Directions for this task
Check every line of the records below for the string "that", then report only how many lines have it.

Task inputs
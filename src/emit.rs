//! The encoder core: a small interpreter over a recipe's beads.
//!
//! Fields are absorbed into a 64-bit accumulator in little-endian bit order
//! (the first field of a word lands in its least significant bits); completed
//! 16-bit words are drained high byte first, which is what makes the output
//! big-endian. Immediate fields whose operand is not a compile-time constant
//! write zeros and record a fixup instead.

use thiserror::Error;
use tracing::{debug, trace};

use crate::bead::{Bead, RegPart};
use crate::expr::Expr;
use crate::fixup::{Fixup, FixupKind};
use crate::inst::{ImmWidth, Inst, Opcode, Operand};
use crate::instructions::{
    InstrDesc, InstrTable, SlotKind, MEM_BASE, MEM_DISP, MEM_INDEX, MEM_OUTER, PCREL_DISP,
    PCREL_INDEX,
};
use crate::recipe::RecipeTable;
use crate::reg::RegInfo;

/// Byte offset, within the instruction, of a deferred immediate field.
/// Deferred fields live in the extension words, which start at byte 2.
const FIXUP_BYTE_OFFSET: u32 = 2;

/// Errors here are table-authoring defects, not user input errors: a table
/// that passed `RecipeTable::validate` cannot hit the slot or alternate-flag
/// variants. Callers abort the current translation unit on any of them.
#[derive(Error, Debug)]
pub enum EncodeError {
    #[error("no recipe for opcode {opcode:?}")]
    MissingRecipe { opcode: Opcode },
    #[error("opcode {opcode:?} is not in the instruction table")]
    UnknownOpcode { opcode: Opcode },
    #[error("{opcode:?}: operand list has {got} entries, metadata expects {want}")]
    ArityMismatch {
        opcode: Opcode,
        got: usize,
        want: usize,
    },
    #[error("{opcode:?}: bead references slot {slot}, instruction has {count} slots")]
    SlotOutOfRange {
        opcode: Opcode,
        slot: u8,
        count: usize,
    },
    #[error("{opcode:?}: alternate flag on simple slot {slot}")]
    AltOnSimple { opcode: Opcode, slot: u8 },
    #[error("{opcode:?}: alternate flag on a PC-relative immediate (slot {slot})")]
    AltOnPcRel { opcode: Opcode, slot: u8 },
    #[error("{opcode:?}: register bead on PC-relative slot {slot} requires the alternate flag")]
    PcRelRegNeedsAlt { opcode: Opcode, slot: u8 },
    #[error("{opcode:?}: slot {slot} has {len} sub-entries, bead needs entry {entry}")]
    SubEntryOutOfRange {
        opcode: Opcode,
        slot: u8,
        len: u8,
        entry: u8,
    },
    #[error("{opcode:?}: slot {slot} entry {entry} is not a register")]
    ExpectedReg {
        opcode: Opcode,
        slot: u8,
        entry: usize,
    },
    #[error("{opcode:?}: slot {slot} entry {entry} is not an immediate or expression")]
    ExpectedImm {
        opcode: Opcode,
        slot: u8,
        entry: usize,
    },
    #[error("{opcode:?}: constant {value:#x} does not fit in {bits} bits")]
    ImmTooWide {
        opcode: Opcode,
        value: i64,
        bits: u32,
    },
    #[error("{opcode:?}: residual bit offset {offset} at end of instruction")]
    ResidualBits { opcode: Opcode, offset: u32 },
    #[error("{opcode:?}: emitted {bytes} bytes, expected an even nonzero count")]
    OddByteCount { opcode: Opcode, bytes: usize },
}

/// Scratch register absorbing sub-word fields in little-endian bit order.
#[derive(Debug, Default)]
struct BitAcc {
    buf: u64,
    offset: u32,
}

impl BitAcc {
    fn write(&mut self, value: u64, bits: u32) {
        debug_assert!(bits > 0 && self.offset + bits <= 64);
        debug_assert!(value >> bits == 0);
        self.buf |= value << self.offset;
        self.offset += bits;
    }

    /// Drain completed 16-bit words, high byte first.
    fn flush(&mut self, out: &mut Vec<u8>) {
        while self.offset >= 16 {
            let word = (self.buf & 0xFFFF) as u16;
            out.push((word >> 8) as u8);
            out.push(word as u8);
            self.buf >>= 16;
            self.offset -= 16;
        }
    }
}

/// Instruction encoder. Holds only shared read-only tables, so one instance
/// can serve any number of threads; all per-call state lives on the stack and
/// in the caller's output and fixup vectors.
pub struct Encoder<'a, R: RegInfo> {
    instrs: &'a InstrTable,
    recipes: &'a RecipeTable,
    reg_info: &'a R,
}

impl<'a, R: RegInfo> Encoder<'a, R> {
    pub fn new(instrs: &'a InstrTable, recipes: &'a RecipeTable, reg_info: &'a R) -> Self {
        Self {
            instrs,
            recipes,
            reg_info,
        }
    }

    /// Encode one instruction, appending bytes to `out` and deferred fields
    /// to `fixups`. Fixup offsets are relative to the instruction start.
    pub fn encode(
        &self,
        inst: &Inst,
        out: &mut Vec<u8>,
        fixups: &mut Vec<Fixup>,
    ) -> Result<(), EncodeError> {
        let opcode = inst.opcode;
        let desc = self
            .instrs
            .get(opcode)
            .ok_or(EncodeError::UnknownOpcode { opcode })?;
        if inst.operands.len() != desc.arity() {
            return Err(EncodeError::ArityMismatch {
                opcode,
                got: inst.operands.len(),
                want: desc.arity(),
            });
        }
        let recipe = self
            .recipes
            .get(opcode)
            .ok_or(EncodeError::MissingRecipe { opcode })?;

        debug!(?opcode, operands = inst.operands.len(), "encode");

        let start = out.len();
        let mut acc = BitAcc::default();
        for bead in recipe.beads() {
            let bits = match *bead {
                Bead::Ignore => 0,
                Bead::Bits { width, value } => {
                    self.encode_bits(width, value, &mut acc);
                    width as u32
                }
                Bead::Reg { slot, alt, part } => {
                    self.encode_reg(inst, desc, slot, alt, part, &mut acc)?
                }
                Bead::Imm { slot, alt, width } => {
                    self.encode_imm(inst, desc, slot, alt, width, &mut acc, fixups)?
                }
            };
            trace!(?bead, bits, offset = acc.offset, "bead");
            acc.flush(out);
        }

        if acc.offset != 0 {
            return Err(EncodeError::ResidualBits {
                opcode,
                offset: acc.offset,
            });
        }
        let bytes = out.len() - start;
        if bytes == 0 || bytes % 2 != 0 {
            return Err(EncodeError::OddByteCount { opcode, bytes });
        }
        Ok(())
    }

    fn encode_bits(&self, width: u8, value: u8, acc: &mut BitAcc) {
        // Bead::decode guarantees width 1..=4 and a fitting value.
        debug_assert!((1..=4).contains(&width));
        acc.write(value as u64, width as u32);
    }

    fn encode_reg(
        &self,
        inst: &Inst,
        desc: &InstrDesc,
        slot: u8,
        alt: bool,
        part: RegPart,
        acc: &mut BitAcc,
    ) -> Result<u32, EncodeError> {
        let opcode = inst.opcode;
        let (kind, base) = desc
            .slot(slot as usize)
            .ok_or(EncodeError::SlotOutOfRange {
                opcode,
                slot,
                count: desc.slots.len(),
            })?;
        let entry = match kind {
            SlotKind::Simple => {
                if alt {
                    return Err(EncodeError::AltOnSimple { opcode, slot });
                }
                base
            }
            SlotKind::Mem { len } => {
                let sub = if alt { MEM_INDEX } else { MEM_BASE };
                if sub >= len {
                    return Err(EncodeError::SubEntryOutOfRange {
                        opcode,
                        slot,
                        len,
                        entry: sub,
                    });
                }
                base + sub as usize
            }
            SlotKind::PcRel { len } => {
                if !alt {
                    return Err(EncodeError::PcRelRegNeedsAlt { opcode, slot });
                }
                if PCREL_INDEX >= len {
                    return Err(EncodeError::SubEntryOutOfRange {
                        opcode,
                        slot,
                        len,
                        entry: PCREL_INDEX,
                    });
                }
                base + PCREL_INDEX as usize
            }
        };
        let reg = inst.operands[entry]
            .reg()
            .ok_or(EncodeError::ExpectedReg {
                opcode,
                slot,
                entry,
            })?;

        let mut written = 0;
        if matches!(part, RegPart::Code | RegPart::CodeAndClass) {
            acc.write((self.reg_info.encoding(reg) & 0x7) as u64, 3);
            written += 3;
        }
        if matches!(part, RegPart::Class | RegPart::CodeAndClass) {
            acc.write(self.reg_info.is_address(reg) as u64, 1);
            written += 1;
        }
        Ok(written)
    }

    #[allow(clippy::too_many_arguments)]
    fn encode_imm(
        &self,
        inst: &Inst,
        desc: &InstrDesc,
        slot: u8,
        alt: bool,
        width: ImmWidth,
        acc: &mut BitAcc,
        fixups: &mut Vec<Fixup>,
    ) -> Result<u32, EncodeError> {
        let opcode = inst.opcode;
        let (kind, base) = desc
            .slot(slot as usize)
            .ok_or(EncodeError::SlotOutOfRange {
                opcode,
                slot,
                count: desc.slots.len(),
            })?;

        // PC-relative displacements are never known at encode time; they
        // always defer, even when the operand is a plain constant.
        if let SlotKind::PcRel { .. } = kind {
            if alt {
                return Err(EncodeError::AltOnPcRel { opcode, slot });
            }
            let entry = base + PCREL_DISP as usize;
            let expr = match inst.operands[entry] {
                Operand::Imm(v) => Expr::constant(v),
                Operand::Sym(e) => e,
                Operand::Reg(_) => {
                    return Err(EncodeError::ExpectedImm {
                        opcode,
                        slot,
                        entry,
                    })
                }
            };
            return Ok(self.defer(expr, width, true, acc, fixups));
        }

        let entry = match kind {
            SlotKind::Simple => {
                if alt {
                    return Err(EncodeError::AltOnSimple { opcode, slot });
                }
                base
            }
            SlotKind::Mem { len } => {
                let sub = if alt { MEM_OUTER } else { MEM_DISP };
                if sub >= len {
                    return Err(EncodeError::SubEntryOutOfRange {
                        opcode,
                        slot,
                        len,
                        entry: sub,
                    });
                }
                base + sub as usize
            }
            SlotKind::PcRel { .. } => unreachable!("handled above"),
        };

        let value = match inst.operands[entry] {
            Operand::Sym(e) => return Ok(self.defer(e, width, false, acc, fixups)),
            Operand::Imm(v) => v,
            Operand::Reg(_) => {
                return Err(EncodeError::ExpectedImm {
                    opcode,
                    slot,
                    entry,
                })
            }
        };

        let bits = width.bits();
        if !fits(value, bits) {
            return Err(EncodeError::ImmTooWide {
                opcode,
                value,
                bits,
            });
        }
        match width {
            // Word-oriented instruction memory: the high half goes out first.
            ImmWidth::W32 => {
                let v = value as u64;
                acc.write((v >> 16) & 0xFFFF, 16);
                acc.write(v & 0xFFFF, 16);
            }
            _ => {
                let mask = (1u64 << bits) - 1;
                acc.write(value as u64 & mask, bits);
            }
        }
        Ok(bits)
    }

    fn defer(
        &self,
        expr: Expr,
        width: ImmWidth,
        pc_relative: bool,
        acc: &mut BitAcc,
        fixups: &mut Vec<Fixup>,
    ) -> u32 {
        let kind = FixupKind::for_width(width, pc_relative);
        trace!(?kind, ?expr, "fixup");
        fixups.push(Fixup {
            offset: FIXUP_BYTE_OFFSET,
            expr,
            kind,
        });
        // Zero placeholder of the declared width.
        let bits = width.bits();
        if bits == 32 {
            acc.write(0, 16);
            acc.write(0, 16);
        } else {
            acc.write(0, bits);
        }
        bits
    }
}

/// A constant fits a field if it is representable either unsigned or as
/// two's-complement signed in that many bits.
fn fits(value: i64, bits: u32) -> bool {
    let umax = (1u64 << bits) - 1;
    let smin = -(1i64 << (bits - 1));
    (value >= 0 && value as u64 <= umax) || (smin..0).contains(&value)
}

Output for this exercise
2